When It Seems Like You’ll Never Become A Writer


1. You are a writer. You write letters or you journal or you write the beginning of a novel that goes absolutely nowhere. But you play with words and you do it often — how could you not be a writer? 

2. You’re young. Or you’re old. Or you’re living in a hazy middle. No age is the absolute best perfect age for writing. 

3. Stopping now would be ludicrous. Because you still secretly enjoy it. Because you’re in too deep. Because you can’t let down the little voice of your 9-year-old self when he said that he wanted to be a writer for the first time. Continuing may not feel good, but stopping would feel at least 67,485 times worse. 

4. Figure out how to see the poetry in the every day again. Move to a new neighborhood. Try on a new city. Name at least 10 different shades of green on your walk to work.

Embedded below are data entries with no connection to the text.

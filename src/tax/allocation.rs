//! Splits a tax bill across the Union budget's expenditure heads

use serde::{Deserialize, Serialize};

/// One expenditure head and its share of total spending
#[derive(Debug, Clone, PartialEq, Serialize, Deserialize)]
#[serde(rename_all = "camelCase")]
pub struct ExpenditureShare {
    pub id: String,
    pub name: String,
    pub percent_of_expenditure: f64,
    #[serde(default)]
    pub human_context: String,
    /// Units of `human_context` funded per lakh of tax; 0 disables the count
    #[serde(default)]
    pub human_context_multiplier: f64,
}

#[derive(Debug, Clone, PartialEq, Serialize, Deserialize)]
#[serde(rename_all = "camelCase")]
pub struct ExpenditureSharesData {
    pub year: String,
    pub shares: Vec<ExpenditureShare>,
}

/// Rupees of one taxpayer's bill attributed to an expenditure head
#[derive(Debug, Clone, PartialEq, Serialize, Deserialize)]
pub struct ShareAllocation {
    pub id: String,
    pub name: String,
    pub percent_of_expenditure: f64,
    pub amount: f64,
    /// Rounded count of `human_context` units, when meaningful
    pub human_context_count: Option<f64>,
    pub human_context: String,
}

/// Allocate `total_tax` across shares; nothing is allocated for a zero bill
pub fn allocate_tax(total_tax: f64, shares: &[ExpenditureShare]) -> Vec<ShareAllocation> {
    if total_tax <= 0.0 {
        return Vec::new();
    }

    shares
        .iter()
        .map(|share| {
            let amount = (total_tax * share.percent_of_expenditure / 100.0).round();
            let human_context_count = (share.human_context_multiplier > 0.0 && amount > 0.0)
                .then(|| (amount * share.human_context_multiplier * 0.00001).round());

            ShareAllocation {
                id: share.id.clone(),
                name: share.name.clone(),
                percent_of_expenditure: share.percent_of_expenditure,
                amount,
                human_context_count,
                human_context: share.human_context.clone(),
            }
        })
        .collect()
}
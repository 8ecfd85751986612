//! Sweep gross incomes across both regimes
//!
//! Writes one CSV row per income with the tax under each regime and the
//! recommendation, for charting the regime crossover and the rebate cliff.

use anyhow::{ensure, Context, Result};
use clap::Parser;
use fiscal_calculators::data::{resolve_data_dir, FiscalData};
use fiscal_calculators::tax::{Deductions, Regime, RegimeComparison};
use rayon::prelude::*;
use serde::Serialize;
use std::path::PathBuf;
use std::time::Instant;

#[derive(Parser, Debug)]
#[command(name = "tax_sweep", about = "Tax under both regimes across an income grid")]
struct SweepArgs {
    #[arg(long, default_value_t = 0.0)]
    min_income: f64,

    #[arg(long, default_value_t = 5_000_000.0)]
    max_income: f64,

    #[arg(long, default_value_t = 10_000.0)]
    step: f64,

    /// Section 80C claim applied to the old regime
    #[arg(long, default_value_t = 0.0)]
    section_80c: f64,

    #[arg(long)]
    data_dir: Option<PathBuf>,

    #[arg(long, default_value = "tax_sweep_output.csv")]
    output: PathBuf,
}

#[derive(Debug, Serialize)]
struct SweepRow {
    gross_income: f64,
    new_taxable: f64,
    new_tax: f64,
    new_effective_rate: f64,
    old_taxable: f64,
    old_tax: f64,
    old_effective_rate: f64,
    recommended: Regime,
    savings: f64,
}

impl From<&RegimeComparison> for SweepRow {
    fn from(c: &RegimeComparison) -> Self {
        SweepRow {
            gross_income: c.new.gross_income,
            new_taxable: c.new.taxable_income,
            new_tax: c.new.total_tax,
            new_effective_rate: c.new.effective_rate,
            old_taxable: c.old.taxable_income,
            old_tax: c.old.total_tax,
            old_effective_rate: c.old.effective_rate,
            recommended: c.recommended,
            savings: c.savings,
        }
    }
}

fn main() -> Result<()> {
    env_logger::init();

    let args = SweepArgs::parse();
    ensure!(args.step > 0.0, "step must be positive, got {}", args.step);
    ensure!(
        args.min_income >= 0.0 && args.max_income >= args.min_income,
        "income range {}..{} is invalid",
        args.min_income,
        args.max_income
    );

    let start = Instant::now();
    let data_dir = resolve_data_dir(args.data_dir.as_deref());
    let data = FiscalData::load_from(&data_dir)
        .with_context(|| format!("failed to load fiscal data from {}", data_dir.display()))?;
    let engine = data.tax_engine()?;
    let deductions = Deductions {
        savings: args.section_80c,
        ..Deductions::default()
    };

    let steps = ((args.max_income - args.min_income) / args.step).floor() as usize;
    let incomes: Vec<f64> = (0..=steps)
        .map(|i| args.min_income + i as f64 * args.step)
        .collect();
    println!("Sweeping {} incomes...", incomes.len());

    // Each income is independent; the engine is shared read-only
    let rows: Vec<SweepRow> = incomes
        .par_iter()
        .map(|&income| {
            engine
                .compare(income, Some(&deductions))
                .map(|comparison| SweepRow::from(&comparison))
        })
        .collect::<Result<_, _>>()?;

    println!("Sweep complete in {:?}", start.elapsed());

    let mut writer = csv::Writer::from_path(&args.output)
        .with_context(|| format!("failed to create {}", args.output.display()))?;
    for row in &rows {
        writer.serialize(row)?;
    }
    writer.flush()?;

    let crossover = rows
        .windows(2)
        .find(|pair| pair[0].recommended != pair[1].recommended)
        .map(|pair| pair[1].gross_income);

    println!("Output written to {}", args.output.display());
    match crossover {
        Some(income) => println!("  Recommendation first changes at Rs {:.0}", income),
        None => println!("  Same regime recommended across the whole range"),
    }
    println!("Total time: {:?}", start.elapsed());

    Ok(())
}
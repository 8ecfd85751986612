//! Rate-sensitivity ladder: how the EMI moves when the policy rate does

use serde::{Deserialize, Serialize};

use super::emi::{check_loan_inputs, compute_emi};
use crate::error::{CalcError, Result};

/// Offsets in basis points around the current rate
pub const DEFAULT_BPS_LADDER: [i32; 5] = [-50, -25, 0, 25, 50];

#[derive(Debug, Clone, PartialEq, Serialize, Deserialize)]
pub struct RateScenario {
    pub label: String,
    pub bps_change: i32,
    /// Hypothetical annual rate (percent), floored at zero
    pub rate: f64,
    pub monthly_emi: f64,
    /// Positive when the scenario is costlier than today
    pub monthly_diff: f64,
    pub total_diff: f64,
}

#[derive(Debug, Clone, PartialEq, Serialize, Deserialize)]
pub struct RateChangeImpact {
    pub scenarios: Vec<RateScenario>,
    /// Position of the 0 bps scenario in `scenarios`
    pub current_scenario_index: usize,
}

impl RateChangeImpact {
    pub fn current(&self) -> &RateScenario {
        &self.scenarios[self.current_scenario_index]
    }
}

fn scenario_label(bps: i32) -> String {
    match bps {
        0 => "Current".to_string(),
        b if b > 0 => format!("+{} bps", b),
        b => format!("{} bps", b),
    }
}

/// Scenarios over the default ±50 bps ladder
pub fn rate_impact(principal: f64, term_months: u32, current_rate: f64) -> Result<RateChangeImpact> {
    rate_impact_with_ladder(principal, term_months, current_rate, &DEFAULT_BPS_LADDER)
}

/// Scenarios over a caller-supplied ladder, which must include 0
pub fn rate_impact_with_ladder(
    principal: f64,
    term_months: u32,
    current_rate: f64,
    ladder: &[i32],
) -> Result<RateChangeImpact> {
    check_loan_inputs(principal, current_rate, term_months)?;

    let current_scenario_index = ladder
        .iter()
        .position(|&bps| bps == 0)
        .ok_or_else(|| CalcError::invalid("ladder", "rate ladder must contain a 0 bps step"))?;

    let current = compute_emi(principal, current_rate, term_months)?;

    let scenarios = ladder
        .iter()
        .map(|&bps| {
            let rate = (current_rate + bps as f64 / 100.0).max(0.0);
            let breakdown = compute_emi(principal, rate, term_months)?;
            Ok(RateScenario {
                label: scenario_label(bps),
                bps_change: bps,
                rate,
                monthly_emi: breakdown.monthly_emi,
                monthly_diff: breakdown.monthly_emi - current.monthly_emi,
                total_diff: breakdown.total_payment - current.total_payment,
            })
        })
        .collect::<Result<Vec<_>>>()?;

    Ok(RateChangeImpact {
        scenarios,
        current_scenario_index,
    })
}

#[cfg(test)]
mod tests {
    use super::*;
    use proptest::prelude::*;

    #[test]
    fn test_default_ladder() {
        let impact = rate_impact(5_000_000.0, 240, 8.5).unwrap();

        assert_eq!(impact.scenarios.len(), 5);
        assert_eq!(impact.current_scenario_index, 2);

        let labels: Vec<_> = impact.scenarios.iter().map(|s| s.label.as_str()).collect();
        assert_eq!(labels, ["-50 bps", "-25 bps", "Current", "+25 bps", "+50 bps"]);

        let current = impact.current();
        assert_eq!(current.rate, 8.5);
        assert_eq!(current.monthly_diff, 0.0);
        assert_eq!(current.total_diff, 0.0);

        assert!(impact.scenarios[0].monthly_diff < 0.0);
        assert!(impact.scenarios[4].monthly_diff > 0.0);
        assert!(impact.scenarios[4].total_diff > impact.scenarios[3].total_diff);
    }

    #[test]
    fn test_rate_is_floored_at_zero() {
        let impact = rate_impact(120_000.0, 12, 0.3).unwrap();

        assert_eq!(impact.scenarios[0].rate, 0.0);
        assert_eq!(impact.scenarios[0].monthly_emi, 10_000.0);
        assert!((impact.scenarios[1].rate - 0.05).abs() < 1e-12);
    }

    #[test]
    fn test_custom_ladder_must_contain_current() {
        assert!(rate_impact_with_ladder(100_000.0, 12, 8.0, &[-100, 100]).is_err());

        let impact = rate_impact_with_ladder(100_000.0, 12, 8.0, &[0, 100, 200]).unwrap();
        assert_eq!(impact.current_scenario_index, 0);
        assert_eq!(impact.scenarios[2].label, "+200 bps");
    }

    #[test]
    fn test_very_long_term_scenarios_are_finite() {
        let impact = rate_impact(1_000_000.0, 100_000, 30.0).unwrap();
        for scenario in &impact.scenarios {
            assert!(scenario.monthly_emi.is_finite(), "{:?}", scenario);
            assert!(scenario.total_diff.is_finite(), "{:?}", scenario);
        }
        assert!(impact.scenarios[4].monthly_diff > 0.0);
    }

    #[test]
    fn test_invalid_loan_is_rejected() {
        assert!(rate_impact(100_000.0, 0, 8.0).is_err());
    }

    proptest! {
        #![proptest_config(ProptestConfig::with_cases(48))]

        #[test]
        fn prop_current_scenario_has_no_delta(principal in 0u64..50_000_000, rate_bp in 0u32..2000, months in 1u32..360) {
            let impact = rate_impact(principal as f64, months, rate_bp as f64 / 100.0).unwrap();
            let current = impact.current();
            prop_assert_eq!(current.bps_change, 0);
            prop_assert_eq!(current.monthly_diff, 0.0);
            prop_assert_eq!(current.total_diff, 0.0);
        }
    }
}
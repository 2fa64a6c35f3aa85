//! Quote extraction from a single quote block

use crate::crawler::parser::{Fragment, Selectors};
use crate::record::Quote;
use thiserror::Error;

/// A quote block lacked a required sub-element
#[derive(Debug, Clone, Copy, PartialEq, Eq, Error)]
#[error("missing required `{field}` element")]
pub struct MissingFieldError {
    /// Name of the missing field (`text` or `author`)
    pub field: &'static str,
}

/// Builds a `Quote` from one quote block
///
/// Text and author are required; a missing element means the page no longer
/// has the expected shape and is reported as `MissingFieldError`. Tags are
/// optional and collected in document order.
pub fn extract_quote(
    fragment: &Fragment<'_>,
    selectors: &Selectors,
) -> Result<Quote, MissingFieldError> {
    let text = fragment
        .select_one(&selectors.text)
        .ok_or(MissingFieldError { field: "text" })?
        .text();

    let author = fragment
        .select_one(&selectors.author)
        .ok_or(MissingFieldError { field: "author" })?
        .text();

    let tags = fragment
        .select_all(&selectors.tag)
        .iter()
        .map(Fragment::text)
        .collect();

    Ok(Quote { text, author, tags })
}
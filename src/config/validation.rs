use crate::config::types::{Config, HttpConfig, OutputConfig, SiteConfig};
use crate::crawler::Selectors;
use crate::ConfigError;
use url::Url;

/// Placeholder replaced by the page index in `page-path`
pub const PAGE_PLACEHOLDER: &str = "{page}";

/// Validates the entire configuration
pub fn validate(config: &Config) -> Result<(), ConfigError> {
    validate_site_config(&config.site)?;
    Selectors::compile(&config.selectors)?;
    validate_http_config(&config.http)?;
    validate_output_config(&config.output)?;
    Ok(())
}

/// Validates the base URL and page path template
fn validate_site_config(config: &SiteConfig) -> Result<(), ConfigError> {
    let base = Url::parse(&config.base_url).map_err(|e| {
        ConfigError::InvalidUrl(format!("Invalid base-url '{}': {}", config.base_url, e))
    })?;

    if base.scheme() != "http" && base.scheme() != "https" {
        return Err(ConfigError::Validation(format!(
            "base-url '{}' must use http or https",
            config.base_url
        )));
    }

    // Url::join replaces the last segment unless the path ends with a slash
    if !base.path().ends_with('/') {
        return Err(ConfigError::Validation(format!(
            "base-url '{}' must end with '/'",
            config.base_url
        )));
    }

    validate_page_path(&config.page_path)
}

/// Validates a page path template
fn validate_page_path(page_path: &str) -> Result<(), ConfigError> {
    if page_path.is_empty() {
        return Err(ConfigError::Validation(
            "page-path cannot be empty".to_string(),
        ));
    }

    if page_path.starts_with('/') {
        return Err(ConfigError::Validation(format!(
            "page-path '{}' must be relative to base-url",
            page_path
        )));
    }

    if !page_path.contains(PAGE_PLACEHOLDER) {
        return Err(ConfigError::Validation(format!(
            "page-path '{}' must contain {}",
            page_path, PAGE_PLACEHOLDER
        )));
    }

    Ok(())
}

/// Validates HTTP client settings
fn validate_http_config(config: &HttpConfig) -> Result<(), ConfigError> {
    if config.user_agent.trim().is_empty() {
        return Err(ConfigError::Validation(
            "user-agent cannot be empty".to_string(),
        ));
    }

    if config.timeout_ms == Some(0) {
        return Err(ConfigError::Validation(
            "timeout-ms must be > 0 when set".to_string(),
        ));
    }

    Ok(())
}

/// Validates output configuration
fn validate_output_config(config: &OutputConfig) -> Result<(), ConfigError> {
    if config.csv_path.as_os_str().is_empty() {
        return Err(ConfigError::Validation(
            "csv-path cannot be empty".to_string(),
        ));
    }

    Ok(())
}
use crate::config::types::Config;
use crate::config::validation::validate;
use crate::ConfigError;
use std::path::Path;

/// Loads and parses a configuration file from the given path
///
/// # Arguments
///
/// * `path` - Path to the TOML configuration file
///
/// # Returns
///
/// * `Ok(Config)` - Successfully loaded and validated configuration
/// * `Err(ConfigError)` - Failed to load, parse, or validate the configuration
///
/// # Example
///
/// ```no_run
/// use std::path::Path;
/// use quote_harvest::config::load_config;
///
/// let config = load_config(Path::new("harvest.toml")).unwrap();
/// println!("Base URL: {}", config.site.base_url);
/// ```
pub fn load_config(path: &Path) -> Result<Config, ConfigError> {
    let content = std::fs::read_to_string(path)?;
    parse_config(&content)
}

/// Parses and validates configuration from TOML text
pub fn parse_config(content: &str) -> Result<Config, ConfigError> {
    let config: Config = toml::from_str(content)?;
    validate(&config)?;
    Ok(config)
}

Habit saps the art out of places — shake things up. 

5. If you’re worried about people actually reading your stuff, start with one person. Then another. Sift your name through as many meshy little worlds as you can. Read as much of other people’s stuff as you can. Tell them you like it or that you don’t like it or that you don’t agree, but start a conversation. 

6. If you’re going through a slump, put down the pen, pick up the novels of your favorite artists. Devour Woolf and Didion and Atwood, whomever makes your fingers itch. Read whatever evokes language out of you. That’s the key and maybe the only thing that makes it possible to keep going, even when it seems impossible.